What is required =>
Determine the number of lines in the listing below in which the word "MemoryKv" is present, and state it without comment.

*** Block opens ***

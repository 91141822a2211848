use std::sync::Arc;
use std::time::Duration;

use fw_core::config::AdmissionConfig;
use fw_harness::admission::{AdmissionLock, LockState};
use fw_harness::kv::{KvStore, MemoryKv};
use fw_harness::queue::TaskQueue;

fn lock_with(kv: Arc<MemoryKv>, ttl: Duration) -> AdmissionLock {
    let config = AdmissionConfig::default();
    let queue = TaskQueue::new(kv.clone(), config.queue_name);
    AdmissionLock::new(kv, queue, config.lock_prefix, ttl)
}

fn lock() -> (Arc<MemoryKv>, AdmissionLock) {
    let kv = MemoryKv::shared();
    let lock = AdmissionLock::from_config(kv.clone(), &AdmissionConfig::default());
    (kv, lock)
}

#[tokio::test]
async fn first_request_is_admitted_and_enqueued() {
    let (kv, lock) = lock();
    assert!(lock.try_admit(7).await.unwrap());
    assert_eq!(lock.state(7).await.unwrap(), LockState::Queued);
    assert_eq!(
        kv.get("organize:task:lock:7").await.unwrap().value.as_deref(),
        Some("queued")
    );
    assert_eq!(lock.queue().len().await.unwrap(), 1);
    assert_eq!(
        lock.queue().pop(Some(Duration::from_millis(10))).await.unwrap(),
        Some(7)
    );
}

#[tokio::test]
async fn second_request_is_rejected_until_release() {
    let (_, lock) = lock();
    assert!(lock.try_admit(1).await.unwrap());
    assert!(!lock.try_admit(1).await.unwrap());
    assert_eq!(lock.queue().len().await.unwrap(), 1);

    lock.release(1).await.unwrap();
    assert_eq!(lock.state(1).await.unwrap(), LockState::Absent);
    assert!(lock.try_admit(1).await.unwrap());
    assert_eq!(lock.queue().len().await.unwrap(), 2);
}

#[tokio::test]
async fn running_lock_still_blocks_admission() {
    let (_, lock) = lock();
    assert!(lock.try_admit(1).await.unwrap());
    lock.mark_running(1).await.unwrap();
    assert_eq!(lock.state(1).await.unwrap(), LockState::Running);
    assert!(!lock.try_admit(1).await.unwrap());
}

#[tokio::test]
async fn users_do_not_block_each_other() {
    let (_, lock) = lock();
    assert!(lock.try_admit(1).await.unwrap());
    assert!(lock.try_admit(2).await.unwrap());
    assert_eq!(lock.queue().len().await.unwrap(), 2);
}

#[tokio::test(flavor = "multi_thread", worker_threads = 4)]
async fn concurrent_requests_admit_exactly_once() {
    let (_, lock) = lock();
    let mut handles = Vec::new();
    for _ in 0..16 {
        let lock = lock.clone();
        handles.push(tokio::spawn(async move { lock.try_admit(42).await.unwrap() }));
    }
    let mut admitted = 0;
    for handle in handles {
        if handle.await.unwrap() {
            admitted += 1;
        }
    }
    assert_eq!(admitted, 1);
    assert_eq!(lock.queue().len().await.unwrap(), 1);
}

#[tokio::test]
async fn conflicts_are_retried_transparently() {
    let (kv, lock) = lock();
    kv.force_conflicts(3);
    assert!(lock.try_admit(5).await.unwrap());
    assert_eq!(lock.queue().len().await.unwrap(), 1);
}

#[tokio::test]
async fn expired_lock_reopens_admission() {
    let kv = MemoryKv::shared();
    let lock = lock_with(kv, Duration::from_millis(20));
    assert!(lock.try_admit(3).await.unwrap());
    tokio::time::sleep(Duration::from_millis(50)).await;
    assert_eq!(lock.state(3).await.unwrap(), LockState::Absent);
    assert!(lock.try_admit(3).await.unwrap());
}
use chrono::Utc;
use rusqlite::OptionalExtension;
use tokio_rusqlite::Connection;
use tracing::{debug, warn};

use crate::db::{parse_timestamp, Database, StoreError};
use crate::types::{Checkpoint, EventId, UserId};

/// Per-user reconciliation cursors.
///
/// `last_event_id` only ever moves forward: the upsert takes the max of the
/// stored and requested values inside a single statement, so concurrent
/// writers cannot regress it.
#[derive(Clone)]
pub struct CheckpointStore {
    conn: Connection,
}

impl CheckpointStore {
    pub fn new(db: &Database) -> Self {
        Self {
            conn: db.connection().clone(),
        }
    }

    pub async fn get(&self, user_id: UserId) -> Result<Option<Checkpoint>, StoreError> {
        let checkpoint = self
            .conn
            .call(move |conn| {
                let row = conn
                    .query_row(
                        "SELECT user_id, last_event_id, last_full_scan_at, updated_at
                         FROM organize_checkpoints WHERE user_id = ?1",
                        rusqlite::params![user_id],
                        row_to_checkpoint,
                    )
                    .optional()?;
                Ok(row)
            })
            .await?;
        Ok(checkpoint)
    }

    /// Move the cursor forward to `event_id` (never backwards), optionally
    /// stamping `last_full_scan_at`.
    ///
    /// Returns `false` when the write failed. The failure is logged and
    /// swallowed: the stored value is left as it was and the next cycle
    /// recomputes its window from it.
    pub async fn advance(&self, user_id: UserId, event_id: EventId, mark_full_scan: bool) -> bool {
        let target = event_id.max(0);
        let now = Utc::now().to_rfc3339();
        let result = self
            .conn
            .call(move |conn| {
                let tx = conn.transaction()?;
                tx.execute(
                    "INSERT INTO organize_checkpoints
                        (user_id, last_event_id, last_full_scan_at, updated_at)
                     VALUES (?1, ?2, CASE WHEN ?3 THEN ?4 ELSE NULL END, ?4)
                     ON CONFLICT(user_id) DO UPDATE SET
                        last_event_id = MAX(organize_checkpoints.last_event_id,
                                            excluded.last_event_id),
                        last_full_scan_at = CASE WHEN ?3 THEN excluded.last_full_scan_at
                                                 ELSE organize_checkpoints.last_full_scan_at END,
                        updated_at = excluded.updated_at",
                    rusqlite::params![user_id, target, mark_full_scan, now],
                )?;
                tx.commit()?;
                Ok(())
            })
            .await;

        match result {
            Ok(()) => {
                debug!(user_id, event_id = target, mark_full_scan, "checkpoint advanced");
                true
            }
            Err(e) => {
                // The transaction is dropped uncommitted, which rolls it back.
                warn!(user_id, event_id = target, error = %e, "failed to update checkpoint");
                false
            }
        }
    }
}

fn row_to_checkpoint(row: &rusqlite::Row<'_>) -> rusqlite::Result<Checkpoint> {
    let full_scan: Option<String> = row.get(2)?;
    let updated_at: String = row.get(3)?;
    Ok(Checkpoint {
        user_id: row.get(0)?,
        last_event_id: row.get(1)?,
        last_full_scan_at: full_scan.map(|s| parse_timestamp(2, &s)).transpose()?,
        updated_at: parse_timestamp(3, &updated_at)?,
    })
}
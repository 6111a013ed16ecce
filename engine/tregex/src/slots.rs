//! Fixed-arity capture projection.
//!
//! `with_captures` hands a pattern builder one to five typed keys, matches,
//! and returns one aggregated container per key:
//!
//! ```text
//! let (leaves,) = with_captures::<CollectAll, _, _>(&tree, |(leaves,): (Key<Tree>,)| {
//!     Pattern::iter(|rest| Pattern::choice(leaves.capture(leaf()), branch(2.into(), rest.clone(), rest)))
//! })?;
//! ```
//!
//! A key that was never captured on the matching path projects to the
//! aggregator's empty container.

use std::marker::PhantomData;

use crate::capture::{Aggregator, CaptureGroup};
use crate::matching::try_match;
use crate::pattern::Pattern;
use crate::shape::Sort;

/// Capture name used by keys.
#[derive(Clone, Copy, Debug, PartialEq, Eq, Hash)]
pub struct Slot(u8);

impl Slot {
    pub fn index(self) -> u8 {
        self.0
    }
}

/// A capture placeholder for sort `S`.
pub struct Key<S> {
    slot: Slot,
    sort: PhantomData<fn() -> S>,
}

impl<S> Clone for Key<S> {
    fn clone(&self) -> Self {
        *self
    }
}

impl<S> Copy for Key<S> {}

impl<S: Sort> Key<S> {
    fn new(index: u8) -> Self {
        Key {
            slot: Slot(index),
            sort: PhantomData,
        }
    }

    pub fn slot(self) -> Slot {
        self.slot
    }

    /// Capture whatever `inner` matches under this key.
    pub fn capture(self, inner: Pattern<S, Slot>) -> Pattern<S, Slot> {
        Pattern::capture(self.slot, inner)
    }
}

/// A tuple of keys.
pub trait Slots: Copy {
    /// One aggregated container per key.
    type Bags<'t, A: Aggregator>;

    fn fresh() -> Self;

    fn project<'t, A: Aggregator>(self, group: &CaptureGroup<'t, Slot, A>) -> Self::Bags<'t, A>;
}

macro_rules! impl_slots {
    ($($sort:ident: $index:tt),+) => {
        impl<$($sort: Sort),+> Slots for ($(Key<$sort>,)+) {
            type Bags<'t, A: Aggregator> = ($(A::Bag<&'t $sort>,)+);

            fn fresh() -> Self {
                ($(Key::new($index),)+)
            }

            fn project<'t, A: Aggregator>(
                self,
                group: &CaptureGroup<'t, Slot, A>,
            ) -> Self::Bags<'t, A> {
                ($(
                    group
                        .lookup::<$sort>(&self.$index.slot)
                        .unwrap_or_else(A::empty::<&'t $sort>),
                )+)
            }
        }
    };
}

impl_slots!(S0: 0);
impl_slots!(S0: 0, S1: 1);
impl_slots!(S0: 0, S1: 1, S2: 2);
impl_slots!(S0: 0, S1: 1, S2: 2, S3: 3);
impl_slots!(S0: 0, S1: 1, S2: 2, S3: 3, S4: 4);

/// Build a pattern over fresh keys, match `term`, and project the captures.
///
/// `None` iff `term` does not match.
pub fn with_captures<'t, A, K, S>(
    term: &'t S,
    build: impl FnOnce(K) -> Pattern<S, Slot>,
) -> Option<K::Bags<'t, A>>
where
    A: Aggregator,
    K: Slots,
    S: Sort,
{
    let keys = K::fresh();
    let pattern = build(keys);
    let group = try_match::<A, S, Slot>(&pattern, term)?;
    Some(keys.project(&group))
}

*** Block closes ***

Solution for this problem =>
5